There are life altering events in everyone’s life. Some are for the better while others are for the worst, its all part of the yin and yang of life. In September of 2001, a week after the towers fell, I experienced one such event. Every year for fourteen years now, I dread September. Solely because of this event. (I’m not going to put the event in writing. I just don’t want to. I’m sure the vast majority of those reading this blog do know.) This event led to an eventual diagnosis of a heart disorder. One that I tend to ignore more then pay attention to but that is a whole different topic of conversation and its one I intentionally am vague on.
So back to the topic at hand. 9.18 is the anniversary of the before mentioned event. I prefer to take the day off from work. On this day there are years where I am perfectly fine and others where I am not.

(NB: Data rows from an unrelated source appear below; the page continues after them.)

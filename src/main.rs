//! Perp Grid Bot - Entry Point
//!
//! Initializes configuration, logging, the venue adapter and the
//! strategy controller. Runs until SIGINT/SIGTERM, the stop price, or a
//! fatal venue error.
//!
//! Wiring sequence:
//! 1. Load config (path from argv[1], `PERP_BOT_CONFIG`, or `config.toml`)
//! 2. Init tracing (JSON structured logging)
//! 3. Spawn health (/live, /ready) and Prometheus (/metrics) servers
//! 4. Open the JSONL transaction log
//! 5. Build the venue adapter (paper or Aster; Aster credentials from env)
//! 6. Run the strategy controller until it returns
//! 7. Broadcast shutdown to background tasks and exit
//!
//! Exit codes: 0 after a shutdown signal, 2 when the stop price is
//! reached, 1 on any fatal error.

#[cfg(not(target_env = "msvc"))]
#[global_allocator]
static GLOBAL: tikv_jemallocator::Jemalloc = tikv_jemallocator::Jemalloc;

use std::process::ExitCode;
use std::sync::Arc;
use std::time::Duration;

use anyhow::{Context, Result};
use tokio::sync::broadcast;
use tracing::{error, info, warn};

use perp_grid_bot::adapters::aster::{
    AsterAuth, AsterClient, AsterClientConfig, AsterExchange, ContractSpec,
};
use perp_grid_bot::adapters::metrics::{HealthServer, HealthState, MetricsRegistry};
use perp_grid_bot::adapters::paper::PaperExchange;
use perp_grid_bot::adapters::persistence::TransactionLogger;
use perp_grid_bot::config::{self, AppConfig, VenueKind};
use perp_grid_bot::ports::audit::TransactionLog;
use perp_grid_bot::ports::exchange::ExchangeAdapter;
use perp_grid_bot::ports::telemetry::CycleObserver;
use perp_grid_bot::usecases::{RunOutcome, StrategyController};

const CONFIG_ENV: &str = "PERP_BOT_CONFIG";
const DEFAULT_CONFIG: &str = "config.toml";

fn main() -> ExitCode {
    let runtime = match tokio::runtime::Runtime::new() {
        Ok(rt) => rt,
        Err(e) => {
            eprintln!("failed to start tokio runtime: {e}");
            return ExitCode::from(1);
        }
    };

    match runtime.block_on(run()) {
        Ok(outcome) => {
            info!(outcome = ?outcome, "Bot exited");
            ExitCode::from(u8::try_from(outcome.exit_code()).unwrap_or(1))
        }
        Err(e) => {
            error!(error = %format!("{e:#}"), "Bot halted");
            eprintln!("fatal: {e:#}");
            ExitCode::from(1)
        }
    }
}

fn config_path() -> String {
    std::env::args()
        .nth(1)
        .or_else(|| std::env::var(CONFIG_ENV).ok())
        .unwrap_or_else(|| DEFAULT_CONFIG.to_string())
}

async fn run() -> Result<RunOutcome> {
    // ── 1. Load configuration ───────────────────────────────
    let path = config_path();
    let config = config::loader::load_config(&path).context("Failed to load configuration")?;

    // ── 2. Initialize structured JSON logging ───────────────
    tracing_subscriber::fmt()
        .with_env_filter(
            tracing_subscriber::EnvFilter::try_from_default_env()
                .unwrap_or_else(|_| tracing_subscriber::EnvFilter::new(&config.bot.log_level)),
        )
        .json()
        .init();

    info!(
        name = %config.bot.name,
        version = env!("CARGO_PKG_VERSION"),
        config = %path,
        venue = ?config.venue.exchange,
        contract = %config.strategy.contract_id,
        "Starting perp grid bot"
    );

    // ── 3. Shutdown channel + signal listener ───────────────
    let (shutdown_tx, _) = broadcast::channel::<()>(4);
    let signal_tx = shutdown_tx.clone();
    tokio::spawn(async move {
        wait_for_signal().await;
        info!("Shutdown signal received");
        let _ = signal_tx.send(());
    });

    // ── 4. Health + metrics servers ─────────────────────────
    let health = Arc::new(HealthState::new());
    let metrics = Arc::new(
        MetricsRegistry::new(Arc::clone(&health)).context("Failed to register metrics")?,
    );
    if config.metrics.enabled {
        let server = HealthServer::new(Arc::clone(&health), config.metrics.health_port);
        let rx = shutdown_tx.subscribe();
        tokio::spawn(async move {
            if let Err(e) = server.run(rx).await {
                error!(error = %e, "Health server failed");
            }
        });

        let registry = Arc::clone(&metrics);
        let bind = config.metrics.bind_address.clone();
        let rx = shutdown_tx.subscribe();
        tokio::spawn(async move {
            if let Err(e) = registry.serve(bind, rx).await {
                error!(error = %e, "Metrics server failed");
            }
        });
    }

    // ── 5. Transaction log ──────────────────────────────────
    let audit: Arc<dyn TransactionLog> = Arc::new(
        TransactionLogger::new(&config.persistence.data_dir)
            .await
            .context("Failed to open transaction log")?,
    );

    // ── 6. Venue adapter + controller ───────────────────────
    let observer: Arc<dyn CycleObserver> = metrics;
    let outcome = match config.venue.exchange {
        VenueKind::Paper => {
            let paper = Arc::new(PaperExchange::new(
                config.venue.paper.best_bid,
                config.venue.paper.best_ask,
                config.strategy.tick_size,
            ));
            if config.venue.paper.follow_live_quotes {
                spawn_quote_follower(&config, Arc::clone(&paper), shutdown_tx.subscribe())?;
            }
            drive(paper, &config, audit, observer, &shutdown_tx).await
        }
        VenueKind::Aster => {
            let auth = AsterAuth::from_env(config.venue.account.as_deref())?;
            let client = Arc::new(AsterClient::new(
                Some(auth),
                AsterClientConfig::from_venue(&config.venue),
            )?);
            let contract = ContractSpec {
                ticker: config.strategy.ticker.clone(),
                contract_id: config.strategy.contract_id.clone(),
                tick_size: config.strategy.tick_size,
                quantity: config.strategy.quantity,
            };
            let aster = Arc::new(AsterExchange::new(client, contract, config.venue.ws_url.clone()));
            drive(aster, &config, audit, observer, &shutdown_tx).await
        }
    };

    // ── 7. Stop background tasks ────────────────────────────
    let _ = shutdown_tx.send(());
    tokio::time::sleep(Duration::from_millis(100)).await;

    outcome
}

/// Build and run the controller against one adapter.
async fn drive<E: ExchangeAdapter>(
    exchange: Arc<E>,
    config: &AppConfig,
    audit: Arc<dyn TransactionLog>,
    observer: Arc<dyn CycleObserver>,
    shutdown_tx: &broadcast::Sender<()>,
) -> Result<RunOutcome> {
    let mut controller =
        StrategyController::new(exchange, config.strategy.clone(), audit, shutdown_tx.subscribe())
            .with_observer(observer);

    let outcome = controller.run().await?;
    Ok(outcome)
}

/// Drive the paper book from the live venue's public book ticker.
fn spawn_quote_follower(
    config: &AppConfig,
    paper: Arc<PaperExchange>,
    mut shutdown_rx: broadcast::Receiver<()>,
) -> Result<()> {
    let client = AsterClient::new(None, AsterClientConfig::from_venue(&config.venue))?;
    let contract = config.strategy.contract_id.clone();
    let every = Duration::from_millis(config.venue.paper.quote_poll_ms.max(100));

    tokio::spawn(async move {
        let mut ticker = tokio::time::interval(every);
        loop {
            tokio::select! {
                biased;
                _ = shutdown_rx.recv() => break,
                _ = ticker.tick() => {
                    match client.book_ticker(&contract).await {
                        Ok(t) if t.bid_price > rust_decimal::Decimal::ZERO && t.bid_price < t.ask_price => {
                            paper.set_bbo(t.bid_price, t.ask_price);
                        }
                        Ok(t) => warn!(bid = %t.bid_price, ask = %t.ask_price, "Ignoring invalid live quote"),
                        Err(e) => warn!(error = %e, "Live quote fetch failed"),
                    }
                }
            }
        }
        info!("Quote follower stopped");
    });

    Ok(())
}

#[cfg(unix)]
async fn wait_for_signal() {
    use tokio::signal::unix::{signal, SignalKind};

    match signal(SignalKind::terminate()) {
        Ok(mut term) => {
            tokio::select! {
                _ = tokio::signal::ctrl_c() => {}
                _ = term.recv() => {}
            }
        }
        Err(e) => {
            warn!(error = %e, "SIGTERM handler unavailable, listening for SIGINT only");
            let _ = tokio::signal::ctrl_c().await;
        }
    }
}

#[cfg(not(unix))]
async fn wait_for_signal() {
    let _ = tokio::signal::ctrl_c().await;
}
//! Configuration Module - TOML-based Bot Configuration
//!
//! Loads and validates configuration from `config.toml`. Credentials
//! never live in the file; venue adapters read them from the
//! environment. The loaded record is immutable for the run's lifetime.

pub mod loader;

use chrono::TimeDelta;
use rust_decimal::Decimal;
use serde::Deserialize;

use crate::domain::order::Direction;

/// Top-level bot configuration.
///
/// Loaded from `config.toml` at startup. All fields are validated
/// before the bot begins operation.
#[derive(Debug, Clone, Deserialize)]
pub struct AppConfig {
  /// Bot identity and metadata.
  pub bot: BotConfig,
  /// Cycle strategy parameters.
  pub strategy: StrategyConfig,
  /// Venue selection and connectivity.
  pub venue: VenueConfig,
  /// Metrics and monitoring.
  #[serde(default)]
  pub metrics: MetricsConfig,
  /// Persistence configuration.
  #[serde(default)]
  pub persistence: PersistenceConfig,
}

/// Bot identity configuration.
#[derive(Debug, Clone, Deserialize)]
pub struct BotConfig {
  /// Human-readable bot name.
  pub name: String,
  /// Log level (trace, debug, info, warn, error).
  #[serde(default = "default_log_level")]
  pub log_level: String,
}

/// What to do when the grid guard rejects a close price.
#[derive(Debug, Clone, Copy, PartialEq, Eq, Default, Deserialize)]
#[serde(rename_all = "lowercase")]
pub enum GridPolicy {
  /// Keep the close pending and retry next cycle.
  #[default]
  Defer,
  /// Move the close one tick past the guard boundary, if still profitable.
  Adjust,
}

/// Strategy parameters for one contract.
#[derive(Debug, Clone, Deserialize)]
pub struct StrategyConfig {
  /// Base asset ticker (e.g. "ETH").
  pub ticker: String,
  /// Venue contract / symbol (e.g. "ETHUSDT").
  pub contract_id: String,
  /// Size of each open order.
  pub quantity: Decimal,
  /// Take-profit in percent (0.02 = 0.02%).
  pub take_profit: Decimal,
  /// Venue price increment.
  pub tick_size: Decimal,
  /// Open direction.
  pub direction: Direction,
  /// Ceiling on non-terminal orders, both roles.
  pub max_orders: usize,
  /// Minimum interval between open placements (seconds).
  pub wait_time_secs: u64,
  /// Minimum close spacing in percent; non-positive disables.
  #[serde(default = "default_disabled_grid")]
  pub grid_step: Decimal,
  /// Reaction to grid guard rejections.
  #[serde(default)]
  pub grid_policy: GridPolicy,
  /// Stop threshold; negative disables.
  #[serde(default = "default_disabled_price")]
  pub stop_price: Decimal,
  /// Pause threshold; negative disables.
  #[serde(default = "default_disabled_price")]
  pub pause_price: Decimal,
  /// Scale the open interval by close-book fullness.
  #[serde(default)]
  pub adaptive_cooldown: bool,
  /// Age at which unfilled open orders are cancelled (seconds).
  /// Defaults to `wait_time_secs`.
  pub order_timeout_secs: Option<u64>,
  /// Scheduler cadence (milliseconds).
  #[serde(default = "default_cycle_interval")]
  pub cycle_interval_ms: u64,
  /// Full poll-based resync interval (seconds).
  #[serde(default = "default_resync_interval")]
  pub resync_interval_secs: u64,
  /// Position diagnostics interval (seconds).
  #[serde(default = "default_status_interval")]
  pub status_log_interval_secs: u64,
}

impl StrategyConfig {
  pub fn wait_time(&self) -> TimeDelta {
    TimeDelta::seconds(secs_i64(self.wait_time_secs))
  }

  pub fn order_timeout(&self) -> TimeDelta {
    TimeDelta::seconds(secs_i64(self.order_timeout_secs.unwrap_or(self.wait_time_secs)))
  }

  pub fn resync_interval(&self) -> TimeDelta {
    TimeDelta::seconds(secs_i64(self.resync_interval_secs))
  }

  pub fn status_log_interval(&self) -> TimeDelta {
    TimeDelta::seconds(secs_i64(self.status_log_interval_secs))
  }
}

fn secs_i64(secs: u64) -> i64 {
  i64::try_from(secs).unwrap_or(i64::MAX / 1_000)
}

/// Supported venues.
#[derive(Debug, Clone, Copy, PartialEq, Eq, Deserialize)]
#[serde(rename_all = "lowercase")]
pub enum VenueKind {
  /// In-memory simulated venue.
  Paper,
  /// Aster perpetual futures.
  Aster,
}

/// Venue selection and connectivity.
#[derive(Debug, Clone, Deserialize)]
pub struct VenueConfig {
  /// Which adapter drives this run.
  pub exchange: VenueKind,
  /// Account selector; suffixes credential env vars (`ASTER_API_KEY_<account>`).
  pub account: Option<String>,
  /// REST base URL.
  #[serde(default = "default_rest_url")]
  pub rest_url: String,
  /// WebSocket base URL.
  #[serde(default = "default_ws_url")]
  pub ws_url: String,
  /// Signed request validity window (milliseconds).
  #[serde(default = "default_recv_window")]
  pub recv_window_ms: u64,
  /// Request timeout in seconds.
  #[serde(default = "default_timeout")]
  pub timeout_seconds: u64,
  /// Client-side REST rate limit.
  #[serde(default = "default_requests_per_second")]
  pub max_requests_per_second: u32,
  /// Paper venue settings.
  #[serde(default)]
  pub paper: PaperConfig,
}

/// Paper venue settings.
#[derive(Debug, Clone, Deserialize)]
pub struct PaperConfig {
  /// Initial best bid.
  #[serde(default = "default_paper_bid")]
  pub best_bid: Decimal,
  /// Initial best ask.
  #[serde(default = "default_paper_ask")]
  pub best_ask: Decimal,
  /// Drive the simulated book from the live venue's public book ticker.
  #[serde(default)]
  pub follow_live_quotes: bool,
  /// Quote refresh interval when following live quotes (milliseconds).
  #[serde(default = "default_quote_poll")]
  pub quote_poll_ms: u64,
}

impl Default for PaperConfig {
  fn default() -> Self {
    Self {
      best_bid: default_paper_bid(),
      best_ask: default_paper_ask(),
      follow_live_quotes: false,
      quote_poll_ms: default_quote_poll(),
    }
  }
}

/// Metrics and monitoring configuration.
#[derive(Debug, Clone, Deserialize)]
pub struct MetricsConfig {
  /// Enable Prometheus metrics export.
  #[serde(default = "default_true")]
  pub enabled: bool,
  /// Metrics server bind address.
  #[serde(default = "default_metrics_addr")]
  pub bind_address: String,
  /// Health check endpoint port.
  #[serde(default = "default_health_port")]
  pub health_port: u16,
}

impl Default for MetricsConfig {
  fn default() -> Self {
    Self {
      enabled: default_true(),
      bind_address: default_metrics_addr(),
      health_port: default_health_port(),
    }
  }
}

/// Persistence configuration.
#[derive(Debug, Clone, Deserialize)]
pub struct PersistenceConfig {
  /// Directory for JSONL transaction logs.
  #[serde(default = "default_data_dir")]
  pub data_dir: String,
}

impl Default for PersistenceConfig {
  fn default() -> Self {
    Self {
      data_dir: default_data_dir(),
    }
  }
}

// Default value functions for serde

fn default_log_level() -> String {
  "info".to_string()
}

fn default_true() -> bool {
  true
}

fn default_disabled_grid() -> Decimal {
  Decimal::from(-100)
}

fn default_disabled_price() -> Decimal {
  Decimal::NEGATIVE_ONE
}

fn default_cycle_interval() -> u64 {
  1_000
}

fn default_resync_interval() -> u64 {
  30
}

fn default_status_interval() -> u64 {
  30
}

fn default_rest_url() -> String {
  "https://fapi.asterdex.com".to_string()
}

fn default_ws_url() -> String {
  "wss://fstream.asterdex.com".to_string()
}

fn default_recv_window() -> u64 {
  5_000
}

fn default_timeout() -> u64 {
  10
}

fn default_requests_per_second() -> u32 {
  10
}

fn default_paper_bid() -> Decimal {
  Decimal::from(1_999)
}

fn default_paper_ask() -> Decimal {
  Decimal::from(2_000)
}

fn default_quote_poll() -> u64 {
  1_000
}

fn default_metrics_addr() -> String {
  "0.0.0.0:9090".to_string()
}

fn default_health_port() -> u16 {
  8080
}

fn default_data_dir() -> String {
  "data".to_string()
}
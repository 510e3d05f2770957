//! Open-order timeout supervision.
//!
//! An open order that is still live after `wait_time` is due for
//! cancellation. Close orders are never time-limited.

use chrono::{DateTime, TimeDelta, Utc};

use super::order::{Order, OrderRole};

/// True when `order` is non-terminal and at least `wait_time` old.
pub fn expired(order: &Order, now: DateTime<Utc>, wait_time: TimeDelta) -> bool {
    !order.status.is_terminal() && now - order.created_at >= wait_time
}

/// Selects open orders whose age has reached the configured limit.
#[derive(Debug, Clone, Copy)]
pub struct TimeoutSupervisor {
    wait_time: TimeDelta,
}

impl TimeoutSupervisor {
    pub const fn new(wait_time: TimeDelta) -> Self {
        Self { wait_time }
    }

    pub const fn wait_time(&self) -> TimeDelta {
        self.wait_time
    }

    /// Orders due for cancellation at `now`, open role only.
    pub fn due<'a, I>(&self, orders: I, now: DateTime<Utc>) -> Vec<&'a Order>
    where
        I: IntoIterator<Item = &'a Order>,
    {
        orders
            .into_iter()
            .filter(|o| o.role == OrderRole::Open && expired(o, now, self.wait_time))
            .collect()
    }
}

#[cfg(test)]
mod tests {
    use super::*;
    use crate::domain::order::{LocalOrderId, OrderStatus, Side};
    use rust_decimal_macros::dec;

    fn order(role: OrderRole, created_at: DateTime<Utc>) -> Order {
        Order::new_pending(
            LocalOrderId(1),
            "ETHUSDT".to_string(),
            Side::Buy,
            role,
            dec!(1),
            dec!(2000),
            created_at,
        )
    }

    #[test]
    fn test_expired_at_exact_boundary() {
        let t0 = Utc::now();
        let o = order(OrderRole::Open, t0);
        let wait = TimeDelta::seconds(10);
        assert!(!expired(&o, t0 + TimeDelta::seconds(9), wait));
        assert!(expired(&o, t0 + TimeDelta::seconds(10), wait));
    }

    #[test]
    fn test_terminal_never_expires() {
        let t0 = Utc::now();
        let mut o = order(OrderRole::Open, t0);
        o.status = OrderStatus::Filled;
        assert!(!expired(&o, t0 + TimeDelta::hours(1), TimeDelta::seconds(1)));
    }

    #[test]
    fn test_supervisor_skips_close_orders() {
        let t0 = Utc::now();
        let open = order(OrderRole::Open, t0);
        let close = order(OrderRole::Close, t0);
        let sup = TimeoutSupervisor::new(TimeDelta::seconds(5));
        let due = sup.due([&open, &close], t0 + TimeDelta::seconds(6));
        assert_eq!(due.len(), 1);
        assert_eq!(due[0].role, OrderRole::Open);
    }
}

This year I spent the morning with my mom, doing errands and what not. Busy work that I enjoyed. I had lunch with my cousin and chatted with my Dad on the phone.
Then came the part of the day I was both dreading and looking forward to at the same time. It was the time I was by myself.
So as always I found myself at the movies. This year I did a double feature. It started with an IMAX matinee of Everest and was bookended with the Johnny Depp gangster picture Black Mass. I throughly enjoyed both movies, the ladder one more so. More importantly I enjoyed and appreciated the distraction. For not one but two features I got to hide behind the unfolding stories and live the lives of the characters on screen. For that distraction on today of all days I am truly appreciative of being able to go to the movies.
Had I seen these movies on any other day of the year I would of throughly enjoyed them. Would I have enjoyed them as much? The question of circumstance while watching movies is one I will have to address in another blog. Right now though I am going to close my eyes and bond with their insides sleeping away the rest of this awful day.